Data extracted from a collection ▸
+++
//! Client configuration.
//!
//! [`ClientConfig`] carries everything a [`PaywireClient`](crate::client::PaywireClient)
//! needs: where the API lives, how to log in, which API version to pin and
//! the transport settings in [`HttpConfig`].
//!
//! ```rust
//! use paywire_core::config::ClientConfig;
//! use std::time::Duration;
//!
//! let config = ClientConfig::builder()
//!     .base_url("https://api.example.com")
//!     .client_id("client-123")
//!     .api_key("sk_live_abc")
//!     .timeout(Duration::from_secs(20))
//!     .build()
//!     .unwrap();
//! assert_eq!(config.api_version, paywire_core::config::DEFAULT_API_VERSION);
//! ```

use crate::credentials::{ClientCredentials, SecretString};
use crate::error::{ConfigValidationError, Error, Result, ValidationResult};
use crate::http_client::HttpConfig;
use std::time::Duration;
use url::Url;

/// API version sent as `x-api-version` unless overridden.
pub const DEFAULT_API_VERSION: &str = "2024-06-01";

/// Tokens closer than this to expiry are refreshed before use.
pub const DEFAULT_TOKEN_REFRESH_BUFFER: Duration = Duration::from_secs(60);

/// Environment variable holding the API base URL.
pub const ENV_BASE_URL: &str = "PAYWIRE_BASE_URL";
/// Environment variable holding the client identifier.
pub const ENV_CLIENT_ID: &str = "PAYWIRE_CLIENT_ID";
/// Environment variable holding the API key.
pub const ENV_API_KEY: &str = "PAYWIRE_API_KEY";
/// Environment variable holding the optional account selector.
pub const ENV_LOGIN_AS: &str = "PAYWIRE_LOGIN_AS";
/// Environment variable overriding the pinned API version.
pub const ENV_API_VERSION: &str = "PAYWIRE_API_VERSION";

/// Proxy configuration.
#[derive(Debug, Clone, PartialEq, Eq)]
pub struct ProxyConfig {
    /// Proxy URL (e.g., "http://127.0.0.1:8080").
    pub url: String,
    /// Optional username for authentication.
    pub username: Option<String>,
    /// Optional password for authentication (zeroed on drop).
    pub password: Option<SecretString>,
}

impl ProxyConfig {
    /// Create a new proxy configuration with just a URL.
    pub fn new(url: impl Into<String>) -> Self {
        Self {
            url: url.into(),
            username: None,
            password: None,
        }
    }

    /// Set credentials for the proxy.
    pub fn with_credentials(
        mut self,
        username: impl Into<String>,
        password: impl Into<SecretString>,
    ) -> Self {
        self.username = Some(username.into());
        self.password = Some(password.into());
        self
    }
}

/// Complete client configuration.
#[derive(Debug, Clone)]
pub struct ClientConfig {
    /// API base URL, e.g. `https://api.example.com/v1`.
    pub base_url: Url,
    /// Credentials exchanged for a bearer token.
    pub credentials: ClientCredentials,
    /// Value of the `x-api-version` header.
    pub api_version: String,
    /// Path of the login endpoint, relative to `base_url`.
    pub login_path: String,
    /// Safety buffer before token expiry (default: 60 seconds).
    pub token_refresh_buffer: Duration,
    /// Transport, retry and circuit breaker settings.
    pub http: HttpConfig,
}

impl ClientConfig {
    /// Creates a configuration with default settings.
    pub fn new(base_url: Url, credentials: ClientCredentials) -> Self {
        Self {
            base_url,
            credentials,
            api_version: DEFAULT_API_VERSION.to_string(),
            login_path: crate::endpoint::LOGIN.path_pattern.to_string(),
            token_refresh_buffer: DEFAULT_TOKEN_REFRESH_BUFFER,
            http: HttpConfig::default(),
        }
    }

    /// Create a new configuration builder
    pub fn builder() -> ClientConfigBuilder {
        ClientConfigBuilder::default()
    }

    /// Loads the configuration from `PAYWIRE_*` environment variables.
    ///
    /// `PAYWIRE_BASE_URL`, `PAYWIRE_CLIENT_ID` and `PAYWIRE_API_KEY` are
    /// required; `PAYWIRE_LOGIN_AS` and `PAYWIRE_API_VERSION` are optional.
    pub fn from_env() -> Result<Self> {
        Self::from_lookup(|key| std::env::var(key).ok())
    }

    /// Same as [`from_env`](Self::from_env), reading variables through `lookup`.
    pub fn from_lookup<F>(lookup: F) -> Result<Self>
    where
        F: Fn(&str) -> Option<String>,
    {
        let required = |key: &'static str| {
            lookup(key)
                .filter(|v| !v.trim().is_empty())
                .ok_or_else(|| Error::from(ConfigValidationError::missing(key)))
        };

        let mut builder = ClientConfigBuilder::new()
            .base_url(required(ENV_BASE_URL)?)
            .client_id(required(ENV_CLIENT_ID)?)
            .api_key(required(ENV_API_KEY)?);

        if let Some(login_as) = lookup(ENV_LOGIN_AS).filter(|v| !v.is_empty()) {
            builder = builder.login_as(login_as);
        }
        if let Some(version) = lookup(ENV_API_VERSION).filter(|v| !v.is_empty()) {
            builder = builder.api_version(version);
        }
        builder.build()
    }

    /// Validates the configuration.
    ///
    /// The base URL must be `https` unless `http.allow_insecure_http` is set.
    pub fn validate(&self) -> std::result::Result<ValidationResult, ConfigValidationError> {
        let mut result = ValidationResult::new();

        match self.base_url.scheme() {
            "https" => {}
            "http" if self.http.allow_insecure_http => {}
            "http" => {
                return Err(ConfigValidationError::invalid(
                    "base_url",
                    "plain http is not allowed, use https or enable allow_insecure_http",
                ));
            }
            other => {
                return Err(ConfigValidationError::invalid(
                    "base_url",
                    format!("unsupported scheme '{other}'"),
                ));
            }
        }
        if self.base_url.cannot_be_a_base() || self.base_url.host_str().is_none() {
            return Err(ConfigValidationError::invalid(
                "base_url",
                "must be an absolute URL with a host",
            ));
        }

        if self.credentials.client_id.trim().is_empty() {
            return Err(ConfigValidationError::missing("client_id"));
        }
        if self.credentials.api_key.is_empty() {
            return Err(ConfigValidationError::missing("api_key"));
        }
        if self.api_version.trim().is_empty() {
            return Err(ConfigValidationError::missing("api_version"));
        }
        if !self.login_path.starts_with('/') {
            return Err(ConfigValidationError::invalid(
                "login_path",
                "must start with '/'",
            ));
        }

        if self.token_refresh_buffer.is_zero() {
            result.add_warning("token_refresh_buffer is zero, tokens may expire in flight");
        }

        result.merge(self.http.validate()?);
        Ok(result)
    }

    /// Absolute URL for `path` under the base URL.
    ///
    /// The base URL's own path is kept as a prefix, so `https://host/v1` plus
    /// `/payers` gives `https://host/v1/payers`.
    pub fn url_for(&self, path: &str) -> Result<Url> {
        let base = self.base_url.as_str().trim_end_matches('/');
        let url = if path.starts_with('/') {
            format!("{base}{path}")
        } else {
            format!("{base}/{path}")
        };
        Ok(Url::parse(&url)?)
    }
}

/// Builder for [`ClientConfig`].
///
/// ```rust
/// use paywire_core::config::{ClientConfigBuilder, ProxyConfig};
///
/// let config = ClientConfigBuilder::new()
///     .base_url("https://api.example.com")
///     .client_id("client-123")
///     .api_key("sk_live_abc")
///     .login_as("acct_42")
///     .proxy(ProxyConfig::new("http://127.0.0.1:8080"))
///     .build()
///     .unwrap();
/// assert_eq!(config.credentials.login_as.as_deref(), Some("acct_42"));
/// ```
#[derive(Debug, Clone, Default)]
pub struct ClientConfigBuilder {
    base_url: Option<String>,
    client_id: Option<String>,
    api_key: Option<SecretString>,
    login_as: Option<String>,
    api_version: Option<String>,
    login_path: Option<String>,
    token_refresh_buffer: Option<Duration>,
    http: HttpConfig,
}

impl ClientConfigBuilder {
    /// Create a new builder with default configuration
    pub fn new() -> Self {
        Self::default()
    }

    /// Set the API base URL
    pub fn base_url(mut self, url: impl Into<String>) -> Self {
        self.base_url = Some(url.into());
        self
    }

    /// Set the client identifier
    pub fn client_id(mut self, client_id: impl Into<String>) -> Self {
        self.client_id = Some(client_id.into());
        self
    }

    /// Set the API key
    pub fn api_key(mut self, key: impl Into<String>) -> Self {
        self.api_key = Some(SecretString::new(key));
        self
    }

    /// Set the account selector sent as `x-login-as`
    pub fn login_as(mut self, login_as: impl Into<String>) -> Self {
        self.login_as = Some(login_as.into());
        self
    }

    /// Override the pinned API version
    pub fn api_version(mut self, version: impl Into<String>) -> Self {
        self.api_version = Some(version.into());
        self
    }

    /// Override the login endpoint path
    pub fn login_path(mut self, path: impl Into<String>) -> Self {
        self.login_path = Some(path.into());
        self
    }

    /// Set the token safety buffer
    pub fn token_refresh_buffer(mut self, buffer: Duration) -> Self {
        self.token_refresh_buffer = Some(buffer);
        self
    }

    /// Set the default bound for a whole logical call
    pub fn timeout(mut self, timeout: Duration) -> Self {
        self.http.timeout = timeout;
        self
    }

    /// Set the TCP connection timeout
    pub fn connect_timeout(mut self, timeout: Duration) -> Self {
        self.http.connect_timeout = timeout;
        self
    }

    /// Set the HTTP proxy configuration
    pub fn proxy(mut self, proxy: ProxyConfig) -> Self {
        self.http.proxy = Some(proxy);
        self
    }

    /// Allow plain `http://` base URLs (tests and local sandboxes only)
    pub fn allow_insecure_http(mut self, allow: bool) -> Self {
        self.http.allow_insecure_http = allow;
        self
    }

    /// Replace the whole transport configuration
    pub fn http(mut self, http: HttpConfig) -> Self {
        self.http = http;
        self
    }

    /// Build and validate the configuration
    pub fn build(self) -> Result<ClientConfig> {
        let base_url = self
            .base_url
            .ok_or_else(|| ConfigValidationError::missing("base_url"))?;
        let base_url = Url::parse(&base_url)
            .map_err(|e| ConfigValidationError::invalid("base_url", e.to_string()))?;
        let client_id = self
            .client_id
            .ok_or_else(|| ConfigValidationError::missing("client_id"))?;
        let api_key = self
            .api_key
            .ok_or_else(|| ConfigValidationError::missing("api_key"))?;

        let mut credentials = ClientCredentials::new(client_id, api_key);
        credentials.login_as = self.login_as;

        let mut config = ClientConfig::new(base_url, credentials);
        if let Some(version) = self.api_version {
            config.api_version = version;
        }
        if let Some(path) = self.login_path {
            config.login_path = path;
        }
        if let Some(buffer) = self.token_refresh_buffer {
            config.token_refresh_buffer = buffer;
        }
        config.http = self.http;

        let validation = config.validate()?;
        for warning in &validation.warnings {
            tracing::warn!(warning = %warning, "Client configuration warning");
        }
        Ok(config)
    }
}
+++
Exercise description ▸ Go through the records and show every line with the string "crate" in it.

Solved exercise ▸
//! [`ClientConfig`] carries everything a [`PaywireClient`](crate::client::PaywireClient)
use crate::credentials::{ClientCredentials, SecretString};
use crate::error::{ConfigValidationError, Error, Result, ValidationResult};
use crate::http_client::HttpConfig;
            login_path: crate::endpoint::LOGIN.path_pattern.to_string(),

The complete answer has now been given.